Denying difficult truths is part of human nature, it’s nothing to be ashamed of.  It’s a normal defense mechanism we all use when the truth is too difficult to accept.  The problem that addicts have, is that this denial is not protecting them at all – it’s ‘allowing’ them to continue with their addiction.  So to overcome and control that addiction, addicts first have to acknowledge their addiction as a fact – reality.

Admission = Confession = A Courageous Act

Admitting to something that we feel ashamed of is one of the hardest things to do in life.  It takes enormous courage.  Declaring it in public is even harder, but a genuine declaration of “My name is …..and I’m an alcoholic’ is an integral part of AA and NA and other similar support groups for a very good reason.  Why?

Because a public declaration (confession) that is accepted, by others, for what it really is – a courageous act – brings relief, even a sense of pride and accomplishment, and most of all – hope.  And it is where everyone has to start on the road to Recovery, whether it’s with the help of AA or NA or as part of any other Rehab program.
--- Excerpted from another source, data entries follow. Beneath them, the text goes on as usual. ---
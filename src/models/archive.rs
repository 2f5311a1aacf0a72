//! Service-record archive: what was sung, who served, the recording

use std::collections::BTreeMap;

use chrono::NaiveDate;
use serde::{Deserialize, Serialize};

use super::{blank_as_none, YearMonth};
use crate::store::Entity;

#[derive(Debug, Clone, PartialEq, Serialize, Deserialize)]
pub struct ServiceRecord {
    pub date: NaiveDate,

    pub title: String,

    #[serde(default)]
    pub worship_leader: String,

    /// Position label to member name
    #[serde(default)]
    pub team_members: BTreeMap<String, String>,

    /// Song titles in service order
    #[serde(default)]
    pub songs: Vec<String>,

    #[serde(default, deserialize_with = "blank_as_none")]
    pub audio_url: Option<String>,

    #[serde(default)]
    pub notes: String,
}

impl ServiceRecord {
    pub fn new(date: NaiveDate, title: impl Into<String>) -> Self {
        Self {
            date,
            title: title.into(),
            worship_leader: String::new(),
            team_members: BTreeMap::new(),
            songs: Vec::new(),
            audio_url: None,
            notes: String::new(),
        }
    }

    /// Split a comma-separated song line, dropping empty entries
    pub fn with_song_line(mut self, line: &str) -> Self {
        self.songs = line
            .split(',')
            .map(str::trim)
            .filter(|s| !s.is_empty())
            .map(str::to_string)
            .collect();
        self
    }

    /// Case-insensitive match on title, leader or any song
    pub fn matches_query(&self, query: &str) -> bool {
        let query = query.to_lowercase();
        self.title.to_lowercase().contains(&query)
            || self.worship_leader.to_lowercase().contains(&query)
            || self.songs.iter().any(|s| s.to_lowercase().contains(&query))
    }

    pub fn year_month(&self) -> YearMonth {
        YearMonth::from_date(self.date)
    }
}

impl Entity for ServiceRecord {
    const COLLECTION: &'static str = "service_records";

    fn validate(&self) -> Result<(), String> {
        if self.title.trim().is_empty() {
            return Err("service record title must not be blank".to_string());
        }
        Ok(())
    }
}

#[cfg(test)]
mod tests {
    use super::*;

    #[test]
    fn test_song_line_and_query() {
        let mut record = ServiceRecord::new(NaiveDate::from_ymd_opt(2024, 6, 2).unwrap(), "주일예배")
            .with_song_line("Way Maker, , 주님의 선하심 ");
        record.worship_leader = "Lee".to_string();

        assert_eq!(record.songs, vec!["Way Maker", "주님의 선하심"]);
        assert!(record.matches_query("way maker"));
        assert!(record.matches_query("lee"));
        assert!(record.matches_query("주일"));
        assert!(!record.matches_query("Park"));
        assert_eq!(record.year_month().to_string(), "2024-06");
    }
}
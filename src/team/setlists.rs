//! Weekly set-lists
//!
//! Set-lists are labelled with [`setlist_week_number`], which numbers weeks
//! differently from the service roster. The two are kept separate on purpose.

use chrono::NaiveDate;

use crate::error::Result;
use crate::models::{RosterStatus, SetlistSong, WeeklySetlist, YearMonth};
use crate::scheduler::setlist_week_number;
use crate::session::Session;
use crate::store::{criteria, Collection, SharedDocumentStore, Stored};

/// Editable part of a set-list; the month bucket and week are derived
#[derive(Debug, Clone, Default)]
pub struct SetlistDraft {
    pub worship_leader: String,
    pub songs: Vec<SetlistSong>,
    pub practice_notes: String,
    pub status: RosterStatus,
}

impl SetlistDraft {
    /// Songs without a title and links without a URL are dropped
    fn into_setlist(self, date: NaiveDate) -> WeeklySetlist {
        let songs = self
            .songs
            .into_iter()
            .filter(|s| !s.title.trim().is_empty())
            .map(|mut s| {
                s.reference_links.retain(|l| !l.is_blank());
                s
            })
            .collect();

        WeeklySetlist {
            date,
            worship_leader: self.worship_leader,
            songs,
            practice_notes: self.practice_notes,
            status: self.status,
            year_month: YearMonth::from_date(date),
            week_number: setlist_week_number(date),
        }
    }
}

pub struct SetlistPlanner {
    setlists: Collection<WeeklySetlist>,
}

impl SetlistPlanner {
    pub fn new(store: SharedDocumentStore) -> Self {
        Self {
            setlists: Collection::new(store),
        }
    }

    pub async fn create(&self, date: NaiveDate, draft: SetlistDraft) -> Result<Stored<WeeklySetlist>> {
        let stored = self.setlists.create(&draft.into_setlist(date)).await?;
        tracing::info!(
            id = %stored.id,
            date = %date,
            week = stored.week_number,
            "Set-list created"
        );
        Ok(stored)
    }

    /// Replace a set-list; moving it to another date rederives its week
    pub async fn update(
        &self,
        id: &str,
        date: NaiveDate,
        draft: SetlistDraft,
    ) -> Result<Stored<WeeklySetlist>> {
        Ok(self.setlists.update(id, &draft.into_setlist(date)).await?)
    }

    /// Set-lists in a month, by week number then date
    pub async fn for_month(&self, year_month: YearMonth) -> Result<Vec<Stored<WeeklySetlist>>> {
        let mut setlists = self
            .setlists
            .filter(&criteria([("year_month", serde_json::json!(year_month))]))
            .await?;
        setlists.sort_by_key(|s| (s.week_number, s.date));
        Ok(setlists)
    }

    /// Team leader only
    pub async fn delete(&self, session: &Session, id: &str) -> Result<()> {
        session.require_delete("delete set-list")?;
        self.setlists.delete(id).await?;
        Ok(())
    }
}

#[cfg(test)]
mod tests {
    use super::*;
    use crate::store::create_memory_store;

    fn ymd(y: i32, m: u32, d: u32) -> NaiveDate {
        NaiveDate::from_ymd_opt(y, m, d).unwrap()
    }

    fn draft(leader: &str) -> SetlistDraft {
        SetlistDraft {
            worship_leader: leader.to_string(),
            songs: vec![SetlistSong::new("How Great Is Our God")],
            ..Default::default()
        }
    }

    #[tokio::test]
    async fn test_create_stamps_bucket_and_week() {
        let planner = SetlistPlanner::new(create_memory_store());
        let stored = planner.create(ymd(2024, 6, 9), draft("Kim")).await.unwrap();
        assert_eq!(stored.year_month.to_string(), "2024-06");
        assert_eq!(stored.week_number, 3);
    }

    #[tokio::test]
    async fn test_for_month_sorted_by_week() {
        let planner = SetlistPlanner::new(create_memory_store());
        planner.create(ymd(2024, 6, 16), draft("Lee")).await.unwrap();
        planner.create(ymd(2024, 6, 2), draft("Kim")).await.unwrap();
        planner.create(ymd(2024, 7, 7), draft("Park")).await.unwrap();

        let june = planner
            .for_month(YearMonth::new(2024, 6).unwrap())
            .await
            .unwrap();
        let weeks: Vec<_> = june.iter().map(|s| s.week_number).collect();
        assert_eq!(weeks, vec![2, 4]);
    }

    #[tokio::test]
    async fn test_update_moves_bucket() {
        let planner = SetlistPlanner::new(create_memory_store());
        let stored = planner.create(ymd(2024, 6, 30), draft("Kim")).await.unwrap();
        let moved = planner
            .update(&stored.id, ymd(2024, 7, 7), draft("Kim"))
            .await
            .unwrap();
        assert_eq!(moved.year_month.to_string(), "2024-07");
        assert_eq!(moved.week_number, 2);
    }

    #[tokio::test]
    async fn test_blank_songs_and_links_dropped() {
        let planner = SetlistPlanner::new(create_memory_store());
        let draft = SetlistDraft {
            worship_leader: "Lee".to_string(),
            songs: vec![
                SetlistSong::new("Way Maker")
                    .with_link("YouTube", "https://youtu.be/abc")
                    .with_link("", ""),
                SetlistSong::new("  "),
            ],
            ..Default::default()
        };

        let stored = planner.create(ymd(2024, 6, 2), draft).await.unwrap();
        assert_eq!(stored.songs.len(), 1);
        assert_eq!(stored.songs[0].reference_links.len(), 1);
        assert_eq!(stored.songs[0].links().count(), 1);
    }
}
One of the big advantages of AA, NA, other similar support groups, or group counseling in rehab programs, is that it provides a safe place to make this confession.  No one is going to humiliate you, or blame you for anything you might have done, because you are among ‘friends’.  You are all in the same boat together, and you understand what it really means to have an addiction.

Group support from fellow addicts, and people already in Recovery is extremely important in encouraging other members of the group to ‘stay strong’.  It inspires hope and proof that recovery is possible, and allows addicts at the start of their journey, to see that they can still have a meaningful life after addiction – not an easy life, but a meaningful and fulfilling one.